### TASK GOAL
Using the records below, find how many lines hold the word "warn" and reply with only that number.

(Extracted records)
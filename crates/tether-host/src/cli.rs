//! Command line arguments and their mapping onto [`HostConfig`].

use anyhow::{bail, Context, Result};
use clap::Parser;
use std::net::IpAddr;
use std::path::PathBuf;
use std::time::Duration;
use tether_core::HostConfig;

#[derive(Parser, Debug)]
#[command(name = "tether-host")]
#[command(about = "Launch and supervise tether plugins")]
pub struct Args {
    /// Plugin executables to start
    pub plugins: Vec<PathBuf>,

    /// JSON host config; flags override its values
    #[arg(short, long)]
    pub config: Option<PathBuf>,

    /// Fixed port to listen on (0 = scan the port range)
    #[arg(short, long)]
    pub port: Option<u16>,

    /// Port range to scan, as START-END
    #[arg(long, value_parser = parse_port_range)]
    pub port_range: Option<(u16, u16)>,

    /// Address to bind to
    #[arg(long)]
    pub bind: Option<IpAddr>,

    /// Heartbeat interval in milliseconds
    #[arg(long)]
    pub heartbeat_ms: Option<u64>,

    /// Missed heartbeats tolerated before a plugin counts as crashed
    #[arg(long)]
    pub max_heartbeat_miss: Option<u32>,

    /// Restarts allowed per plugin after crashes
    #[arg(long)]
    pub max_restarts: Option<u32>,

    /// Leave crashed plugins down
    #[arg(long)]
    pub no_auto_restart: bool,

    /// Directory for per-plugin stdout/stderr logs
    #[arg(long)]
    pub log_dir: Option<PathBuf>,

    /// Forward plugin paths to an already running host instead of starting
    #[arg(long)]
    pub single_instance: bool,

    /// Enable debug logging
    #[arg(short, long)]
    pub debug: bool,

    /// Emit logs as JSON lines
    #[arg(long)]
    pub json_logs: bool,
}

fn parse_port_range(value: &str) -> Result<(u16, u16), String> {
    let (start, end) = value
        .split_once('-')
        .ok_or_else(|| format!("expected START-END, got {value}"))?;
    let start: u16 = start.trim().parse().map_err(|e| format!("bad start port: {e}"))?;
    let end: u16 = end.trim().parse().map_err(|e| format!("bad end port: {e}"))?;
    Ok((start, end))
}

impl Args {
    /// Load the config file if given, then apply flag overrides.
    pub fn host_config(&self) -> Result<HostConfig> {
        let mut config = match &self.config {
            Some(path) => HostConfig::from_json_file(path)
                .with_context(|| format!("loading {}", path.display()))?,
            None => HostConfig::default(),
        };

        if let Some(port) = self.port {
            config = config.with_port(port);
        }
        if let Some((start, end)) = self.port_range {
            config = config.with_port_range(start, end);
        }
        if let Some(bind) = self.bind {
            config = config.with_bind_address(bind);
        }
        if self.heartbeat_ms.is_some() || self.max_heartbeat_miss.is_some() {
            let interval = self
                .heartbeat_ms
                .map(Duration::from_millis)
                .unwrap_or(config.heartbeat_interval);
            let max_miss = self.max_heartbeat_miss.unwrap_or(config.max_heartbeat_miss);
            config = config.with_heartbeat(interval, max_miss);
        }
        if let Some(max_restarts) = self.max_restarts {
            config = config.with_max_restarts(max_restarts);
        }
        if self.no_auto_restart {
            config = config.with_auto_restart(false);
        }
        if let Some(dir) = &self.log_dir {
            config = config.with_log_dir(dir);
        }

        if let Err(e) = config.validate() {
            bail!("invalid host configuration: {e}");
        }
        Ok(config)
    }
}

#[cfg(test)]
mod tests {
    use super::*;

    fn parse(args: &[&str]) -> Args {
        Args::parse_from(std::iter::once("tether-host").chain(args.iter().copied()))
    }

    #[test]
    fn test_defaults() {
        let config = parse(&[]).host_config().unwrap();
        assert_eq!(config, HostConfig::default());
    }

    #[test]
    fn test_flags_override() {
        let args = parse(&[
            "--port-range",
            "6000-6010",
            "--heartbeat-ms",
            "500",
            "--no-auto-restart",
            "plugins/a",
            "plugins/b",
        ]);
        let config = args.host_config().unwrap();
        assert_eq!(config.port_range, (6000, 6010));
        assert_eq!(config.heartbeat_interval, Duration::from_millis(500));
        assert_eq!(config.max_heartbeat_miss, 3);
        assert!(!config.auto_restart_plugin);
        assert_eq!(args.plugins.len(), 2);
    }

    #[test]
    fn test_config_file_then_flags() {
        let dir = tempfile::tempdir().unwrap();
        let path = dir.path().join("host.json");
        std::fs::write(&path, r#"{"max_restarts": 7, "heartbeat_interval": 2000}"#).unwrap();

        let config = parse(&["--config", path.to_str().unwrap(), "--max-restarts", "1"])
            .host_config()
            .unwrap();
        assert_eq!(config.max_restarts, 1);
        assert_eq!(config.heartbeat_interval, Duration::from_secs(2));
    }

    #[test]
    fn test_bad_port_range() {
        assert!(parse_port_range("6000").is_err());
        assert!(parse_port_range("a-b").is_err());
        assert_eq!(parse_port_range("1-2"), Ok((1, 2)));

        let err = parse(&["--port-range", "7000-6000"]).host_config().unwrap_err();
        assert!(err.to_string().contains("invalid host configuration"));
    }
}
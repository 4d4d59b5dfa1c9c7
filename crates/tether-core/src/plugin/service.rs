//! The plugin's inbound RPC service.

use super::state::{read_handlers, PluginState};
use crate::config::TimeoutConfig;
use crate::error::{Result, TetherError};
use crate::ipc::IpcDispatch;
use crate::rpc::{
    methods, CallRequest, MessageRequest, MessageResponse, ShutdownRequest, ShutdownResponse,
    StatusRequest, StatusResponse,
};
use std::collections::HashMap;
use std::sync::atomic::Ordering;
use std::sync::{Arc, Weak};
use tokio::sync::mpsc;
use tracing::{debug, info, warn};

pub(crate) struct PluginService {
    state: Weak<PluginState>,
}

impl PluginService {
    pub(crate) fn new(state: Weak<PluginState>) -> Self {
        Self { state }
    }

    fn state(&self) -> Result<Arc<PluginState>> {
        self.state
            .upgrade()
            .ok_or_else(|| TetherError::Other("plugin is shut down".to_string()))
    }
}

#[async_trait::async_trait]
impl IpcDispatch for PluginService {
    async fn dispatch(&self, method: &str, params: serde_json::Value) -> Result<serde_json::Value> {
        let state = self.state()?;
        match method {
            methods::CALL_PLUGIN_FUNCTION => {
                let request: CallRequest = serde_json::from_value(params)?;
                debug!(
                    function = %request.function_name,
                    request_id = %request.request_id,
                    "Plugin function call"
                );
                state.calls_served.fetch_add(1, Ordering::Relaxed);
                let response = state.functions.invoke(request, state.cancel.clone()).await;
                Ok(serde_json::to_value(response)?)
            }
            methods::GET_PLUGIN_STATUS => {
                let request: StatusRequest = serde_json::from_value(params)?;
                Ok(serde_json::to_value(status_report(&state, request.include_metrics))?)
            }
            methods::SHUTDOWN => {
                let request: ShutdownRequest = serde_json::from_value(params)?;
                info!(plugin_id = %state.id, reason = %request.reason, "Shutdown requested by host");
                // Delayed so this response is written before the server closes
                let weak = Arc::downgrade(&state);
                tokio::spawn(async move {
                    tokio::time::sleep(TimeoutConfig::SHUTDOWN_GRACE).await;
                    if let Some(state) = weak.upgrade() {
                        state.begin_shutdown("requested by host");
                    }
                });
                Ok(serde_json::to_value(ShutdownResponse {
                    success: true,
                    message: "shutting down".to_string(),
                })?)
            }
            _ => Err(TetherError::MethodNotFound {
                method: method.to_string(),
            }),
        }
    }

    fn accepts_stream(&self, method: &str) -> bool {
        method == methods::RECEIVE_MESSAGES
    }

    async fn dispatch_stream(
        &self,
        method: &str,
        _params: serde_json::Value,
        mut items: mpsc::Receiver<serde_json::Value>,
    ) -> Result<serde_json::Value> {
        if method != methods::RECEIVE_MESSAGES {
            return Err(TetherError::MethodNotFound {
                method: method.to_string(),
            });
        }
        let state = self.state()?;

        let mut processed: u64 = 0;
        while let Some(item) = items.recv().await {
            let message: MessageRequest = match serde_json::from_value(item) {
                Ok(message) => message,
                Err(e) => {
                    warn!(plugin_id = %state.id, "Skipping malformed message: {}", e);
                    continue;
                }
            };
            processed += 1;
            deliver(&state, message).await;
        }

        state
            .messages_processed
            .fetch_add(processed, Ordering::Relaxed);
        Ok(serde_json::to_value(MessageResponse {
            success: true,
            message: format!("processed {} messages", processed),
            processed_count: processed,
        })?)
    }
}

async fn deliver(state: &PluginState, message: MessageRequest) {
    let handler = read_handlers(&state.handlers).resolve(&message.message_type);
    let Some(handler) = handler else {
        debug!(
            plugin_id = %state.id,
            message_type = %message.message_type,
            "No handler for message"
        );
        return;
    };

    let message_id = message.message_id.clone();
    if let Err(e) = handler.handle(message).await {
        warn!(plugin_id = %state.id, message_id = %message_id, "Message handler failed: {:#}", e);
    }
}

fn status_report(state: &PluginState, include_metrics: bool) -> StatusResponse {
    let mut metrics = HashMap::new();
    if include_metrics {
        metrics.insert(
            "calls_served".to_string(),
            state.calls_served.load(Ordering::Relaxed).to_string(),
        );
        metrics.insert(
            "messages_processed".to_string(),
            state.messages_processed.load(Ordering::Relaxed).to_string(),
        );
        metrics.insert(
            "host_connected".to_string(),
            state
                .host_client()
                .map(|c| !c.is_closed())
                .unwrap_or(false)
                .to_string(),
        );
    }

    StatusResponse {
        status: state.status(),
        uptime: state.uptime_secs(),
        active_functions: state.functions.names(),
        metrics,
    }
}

### FINISHED EXERCISE
3